__What the exercise asks__.
Set down the data below once more, precisely as it reads.

────

//! jot-core - Core library for jot
//!
//! This crate contains the note model, the `SQLite` persistence layer, and the
//! [`NoteStore`] that owns the single shared connection handle. Interfaces
//! (the `jot` CLI, a mobile shell) are thin callers of the store contract.

pub mod config;
pub mod db;
pub mod error;
pub mod export;
pub mod models;
pub mod store;

pub use config::StoreConfig;
pub use error::{Error, Result};
pub use models::{NewNote, Note, NoteId};
pub use store::{NoteStore, StoreState};
pub mod add;
pub mod common;
pub mod delete;
pub mod export;
pub mod list;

────

__Task answer__.
//! jot-core - Core library for jot
//!
//! This crate contains the note model, the `SQLite` persistence layer, and the
//! [`NoteStore`] that owns the single shared connection handle. Interfaces
//! (the `jot` CLI, a mobile shell) are thin callers of the store contract.

pub mod config;
pub mod db;
pub mod error;
pub mod export;
pub mod models;
pub mod store;

pub use config::StoreConfig;
pub use error::{Error, Result};
pub use models::{NewNote, Note, NoteId};
pub use store::{NoteStore, StoreState};
pub mod add;
pub mod common;
pub mod delete;
pub mod export;
pub mod list;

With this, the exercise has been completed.